В двадцать пять лет пускать слюни по тому, кому и восемнадцатилетние уже стары — старческий маразм! Каждой бабе по мужику, это только в сказках так бывает.

Анюта в ответ огрызнулась:

— Только после тебя!

Да блин, легко!

— Девчонки, ну хватит… — бедная Лерка все еще пыталась спасти наш общий день рождения.

Было б что спасать! Хорошее настроение, как старые шнурки — узел только зубами развязывать. А я зубы берегу, мне ими улыбаться надо. И петь песню про зайцев: а нам все равно, а нам все равно. А так бы давно салатницу козе на голову одела. Конечно, разумнее ее под душ в нарядном платье поставить. Охладить голову. Вот не напоминайте мне про мое фиаско в любовном плане, а то будет полный… Обожравшийся пушной зверек. Болит, черт тебя возьми! Я же крепко-накрепко запретила себе наводить про Даньку справки. А вдруг вернулся, а вдруг где-то рядом…

Я больше не вращаюсь в кругу золотой молодежи и не очень молодежи — на бизнес тусовки и семинары с элементами йоги не хожу. Пересечься на манер «Здравствуй, вот это встреча!» не получится, но я могу с ним встретиться намеренно. Могу, потому что болит… И это не лечится. И вообще, у меня ведь никого, кроме него, и не было. И не будет. Пыталась, не получилось. Дальше поцелуев не пошло, даже не вспыхнуло — сухо было, как и в глазах. Все ресницы выплакала. Выросли новые — из колючей проволоки. Тоже могу волком смотреть. Не думай, Анюта…

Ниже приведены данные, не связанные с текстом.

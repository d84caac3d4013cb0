//! Config validation: checks every value after defaults are applied.

use crate::schema::{AegisConfig, EligibilityConfig};
use thiserror::Error;

/// A config validation error with field path and message.
#[derive(Debug, Error)]
#[error("Config validation error at '{path}': {message}")]
pub struct ConfigValidationError {
    pub path: String,
    pub message: String,
}

/// A collection of validation errors found in one pass.
#[derive(Debug, Default)]
pub struct ValidationReport {
    pub errors: Vec<ConfigValidationError>,
    pub warnings: Vec<ConfigValidationError>,
}

impl ValidationReport {
    pub fn is_valid(&self) -> bool {
        self.errors.is_empty()
    }

    fn error(&mut self, path: impl Into<String>, message: impl Into<String>) {
        self.errors.push(ConfigValidationError {
            path: path.into(),
            message: message.into(),
        });
    }

    fn warn(&mut self, path: impl Into<String>, message: impl Into<String>) {
        self.warnings.push(ConfigValidationError {
            path: path.into(),
            message: message.into(),
        });
    }
}

/// Validate the config and return a report of all errors and warnings.
pub fn validate(config: &AegisConfig) -> ValidationReport {
    let mut report = ValidationReport::default();
    validate_gateway(config, &mut report);
    validate_ocr(config, &mut report);
    validate_eligibility(config, &mut report);
    validate_logging(config, &mut report);
    report
}

fn validate_gateway(config: &AegisConfig, report: &mut ValidationReport) {
    let Some(gw) = &config.gateway else { return };
    if let Some(host) = &gw.host {
        if host.trim().is_empty() {
            report.error("gateway.host", "Host cannot be empty");
        }
    }
    if gw.port == Some(0) {
        report.error("gateway.port", "Port must be > 0");
    }
    if gw.max_upload_bytes == Some(0) {
        report.error("gateway.maxUploadBytes", "maxUploadBytes must be > 0");
    }
    if gw.request_timeout_secs == Some(0) {
        report.error("gateway.requestTimeoutSecs", "requestTimeoutSecs must be > 0");
    }
    if gw.max_concurrent_requests == Some(0) {
        report.error(
            "gateway.maxConcurrentRequests",
            "maxConcurrentRequests must be > 0",
        );
    }
    if let Some(rl) = &gw.rate_limit {
        if rl.max_requests == Some(0) {
            report.error("gateway.rateLimit.maxRequests", "maxRequests must be > 0");
        }
        if rl.window_secs == Some(0) {
            report.error("gateway.rateLimit.windowSecs", "windowSecs must be > 0");
        }
    }
}

fn validate_ocr(config: &AegisConfig, report: &mut ValidationReport) {
    let Some(ocr) = &config.ocr else { return };
    for (path, value) in [
        ("ocr.tesseractPath", &ocr.tesseract_path),
        ("ocr.pdftoppmPath", &ocr.pdftoppm_path),
        ("ocr.language", &ocr.language),
    ] {
        if value.as_deref().is_some_and(|v| v.trim().is_empty()) {
            report.error(path, "Value cannot be empty");
        }
    }
    if let Some(dpi) = ocr.dpi {
        if dpi == 0 {
            report.error("ocr.dpi", "dpi must be > 0");
        } else if dpi < 150 {
            report.warn(
                "ocr.dpi",
                format!("dpi {dpi} is low; recognition quality will suffer"),
            );
        }
    }
}

fn validate_eligibility(config: &AegisConfig, report: &mut ValidationReport) {
    let Some(el) = &config.eligibility else { return };
    check_threshold(report, "eligibility.gpaThreshold", el.gpa_threshold);
    check_threshold(report, "eligibility.percentageThreshold", el.percentage_threshold);
    check_threshold(report, "eligibility.testScoreThreshold", el.test_score_threshold);

    if let Some(cutoff) = el.scale_cutoff {
        if !cutoff.is_finite() || cutoff <= 0.0 {
            report.error("eligibility.scaleCutoff", "scaleCutoff must be a positive number");
        }
    }
    if el.test_label.as_deref().is_some_and(|l| l.trim().is_empty()) {
        report.error("eligibility.testLabel", "testLabel cannot be empty");
    }
    warn_unreachable(el, report);
}

fn check_threshold(report: &mut ValidationReport, path: &str, value: Option<f64>) {
    if let Some(v) = value {
        if !v.is_finite() || v < 0.0 {
            report.error(path, "Threshold must be a non-negative number");
        }
    }
}

/// Thresholds no grade on their scale can ever reach.
fn warn_unreachable(el: &EligibilityConfig, report: &mut ValidationReport) {
    let cutoff = el.scale_cutoff.unwrap_or(10.0);
    if let Some(gpa) = el.gpa_threshold {
        if gpa > cutoff {
            report.warn(
                "eligibility.gpaThreshold",
                format!("gpaThreshold {gpa} is above scaleCutoff {cutoff}; no grade-point value can pass"),
            );
        }
    }
    if let Some(pct) = el.percentage_threshold {
        if pct > 100.0 {
            report.warn(
                "eligibility.percentageThreshold",
                format!("percentageThreshold {pct} is above 100"),
            );
        }
    }
}

fn validate_logging(config: &AegisConfig, report: &mut ValidationReport) {
    let Some(logging) = &config.logging else { return };
    if logging.level.as_deref().is_some_and(|l| l.trim().is_empty()) {
        report.error("logging.level", "Log level cannot be empty");
    }
    if logging.dir.as_deref().is_some_and(|d| d.trim().is_empty()) {
        report.error("logging.dir", "Log directory cannot be empty; omit it for console only");
    }
}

Хозяева квартиры нас слышали, но не вмешивались. Помнили, что мы больше не девочки: когда женщины дерутся, лучше в драку не вступать. А если делят неубитого барана, то вообще кранты. Убьют…

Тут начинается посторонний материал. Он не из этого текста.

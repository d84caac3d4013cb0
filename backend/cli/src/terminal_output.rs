//! ANSI styling for human-facing command output.

pub const RESET: &str = "\x1b[0m";
pub const RED: &str = "\x1b[31m";
pub const GREEN: &str = "\x1b[32m";
pub const YELLOW: &str = "\x1b[33m";

/// Check if the terminal supports color output.
pub fn supports_color() -> bool {
    std::env::var("NO_COLOR").is_err()
        && (std::env::var("COLORTERM").is_ok()
            || std::env::var("TERM")
                .map(|t| t != "dumb")
                .unwrap_or(false))
}

/// Wrap `text` in `color` when the terminal supports it.
pub fn paint(text: &str, color: &str) -> String {
    if supports_color() {
        format!("{color}{text}{RESET}")
    } else {
        text.to_string()
    }
}

/// Strip ANSI escape codes from a string.
pub fn strip_ansi(s: &str) -> String {
    let mut result = String::with_capacity(s.len());
    let mut chars = s.chars();
    while let Some(c) = chars.next() {
        if c == '\x1b' {
            for next in chars.by_ref() {
                if next == 'm' {
                    break;
                }
            }
        } else {
            result.push(c);
        }
    }
    result
}

#[cfg(test)]
mod tests {
    use super::*;

    #[test]
    fn strip_removes_escapes() {
        assert_eq!(strip_ansi(&format!("{GREEN}ok{RESET}")), "ok");
        assert_eq!(strip_ansi("plain"), "plain");
    }
}
//! Plain-text documents: already text, so no OCR is involved.

use aegis_core::document::extension_of;
use aegis_core::{AegisError, Document, DocumentKind, TextFragments, TextRecognizer};
use async_trait::async_trait;
use tracing::debug;

/// Splits a UTF-8 (lossily decoded) text file into line fragments.
#[derive(Debug, Default, Clone, Copy)]
pub struct PlainTextReader;

#[async_trait]
impl TextRecognizer for PlainTextReader {
    fn name(&self) -> &str {
        "plain_text"
    }

    fn supports(&self, kind: DocumentKind) -> bool {
        kind == DocumentKind::PlainText
    }

    async fn recognize(&self, document: &Document) -> Result<TextFragments, AegisError> {
        if !self.supports(document.kind) {
            return Err(AegisError::UnsupportedFormat {
                extension: extension_of(&document.filename),
            });
        }
        let text = String::from_utf8_lossy(&document.bytes);
        let fragments = TextFragments::from_lines(&text);
        debug!(fragments = fragments.len(), "Read plain-text document");
        Ok(fragments)
    }
}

— Я пойду. У меня обеденный перерыв короткий.

Я — двадцать четыре часа в сутки личный помощник бывшего русского дворянина, а теперь француза, вернувшегося на Родину помирать. Конечно, я не работаю, а просто болтаю с ним, вожу везде, куда скажет, расшифровываю письма его предков, которые чудом удалось собрать по разным архивам. Пью вино и жру вонючий сыр. Катаюсь постоянно во Францию. Работа мечты, но это работа, дорогая моя подруга. И мне ее предложили, потому что я с семнадцати лет пахала гидом в свободное от Лигоцкого время.

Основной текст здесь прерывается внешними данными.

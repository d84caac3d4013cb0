//! Ordered pattern tables with first-accepted-wins evaluation.
//!
//! Each field is described by a table of `(rule label, regex)` pairs. Rules run
//! in declared order; for each rule only its first match is considered, and the
//! first capture an acceptance predicate keeps ends the search. A rejected
//! capture moves on to the next rule, never to a later match of the same rule.

use regex::Regex;
use tracing::{debug, trace};

/// One compiled rule of a cascade.
#[derive(Debug)]
pub struct FieldRule {
    pub label: &'static str,
    pub pattern: Regex,
}

/// A value kept by a cascade, with the rule that produced it.
#[derive(Debug, Clone, PartialEq)]
pub struct Accepted<T> {
    pub rule: &'static str,
    pub value: T,
}

/// An ordered table of rules for a single field.
#[derive(Debug)]
pub struct Cascade {
    field: &'static str,
    rules: Vec<FieldRule>,
}

impl Cascade {
    /// Compile a rule table. Every pattern must have exactly one capture group
    /// holding the candidate value.
    ///
    /// # Panics
    ///
    /// Panics if a pattern does not compile; tables are static, so this
    /// surfaces on first use.
    pub fn new<P: AsRef<str>>(field: &'static str, table: &[(&'static str, P)]) -> Self {
        let rules = table
            .iter()
            .map(|(label, pattern)| FieldRule {
                label: *label,
                pattern: Regex::new(pattern.as_ref())
                    .unwrap_or_else(|e| panic!("invalid {field} rule `{label}`: {e}")),
            })
            .collect();
        Self { field, rules }
    }

    pub fn field(&self) -> &'static str {
        self.field
    }

    /// Rule labels in evaluation order.
    pub fn labels(&self) -> impl Iterator<Item = &'static str> + '_ {
        self.rules.iter().map(|rule| rule.label)
    }

    pub fn rules(&self) -> &[FieldRule] {
        &self.rules
    }

    /// Evaluate the rules against `text` and return the first accepted value.
    pub fn first_accepted<'t, T>(
        &self,
        text: &'t str,
        mut accept: impl FnMut(&'t str) -> Option<T>,
    ) -> Option<Accepted<T>> {
        for rule in &self.rules {
            let Some(captured) = rule.pattern.captures(text).and_then(|caps| caps.get(1)) else {
                continue;
            };
            match accept(captured.as_str()) {
                Some(value) => {
                    debug!(field = self.field, rule = rule.label, "Cascade rule accepted");
                    return Some(Accepted { rule: rule.label, value });
                }
                None => trace!(field = self.field, rule = rule.label, "Cascade candidate rejected"),
            }
        }
        None
    }
}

— Какого цвета у него глаза? — спросила Лерка в начале нашего дня рождения, крутя в руках Анютин телефон. — Серые, как у Лидки?

Если у вас чисто серые глаза, то вас однозначно можно поздравить с рассудительностью, уравновешенностью, терпеливостью и трудолюбием. Три первых качества мне, похоже, позарез необходимы, чтобы сохранить Анюту в подругах. Это не соцсеть: клик и минус френд. Это реал и обрубать связи детства кухонным ножом очень, скажем прямо, больно. Лучше выехать на трудолюбии:

— Я обещала Николаю Петровичу, что буду не поздно.

Ещё про обладателей серых глаз говорят, что на них всегда можно положиться. Что мы преданы своей семье и храним верность своему избраннику. Да, блин — храню верность Даньке до сих пор, а семья… Пытаюсь заново построить отношения с родителями после скандального ухода к Лигоцкому и от него. В этом очень помогает проживание на жилплощади работодателя.

Анюта не вышла меня провожать. Выскочила ее мама, но не успела ничего сказать. Открылась дверь и, как в школьных сочинениях, закрыла ей рот букетом.

— Это девчонкам! Пусть поделят на троих!

Это явился Анютин брат. Сбежал от Давыдова в рабочее время?

— Ты что, обалдел? — напустилась на Виталика мать при виде корзины роз.

— Мам, это от Давыдыча. У него перетрах накрылся из-за каких-то переговоров, вот он и попросил от роз избавиться. Ну, я и решил, что звезды сегодня сошлись… Ты это чего в пальто? — заметил он на мне верхнюю одежду. — Только пришла, что ли?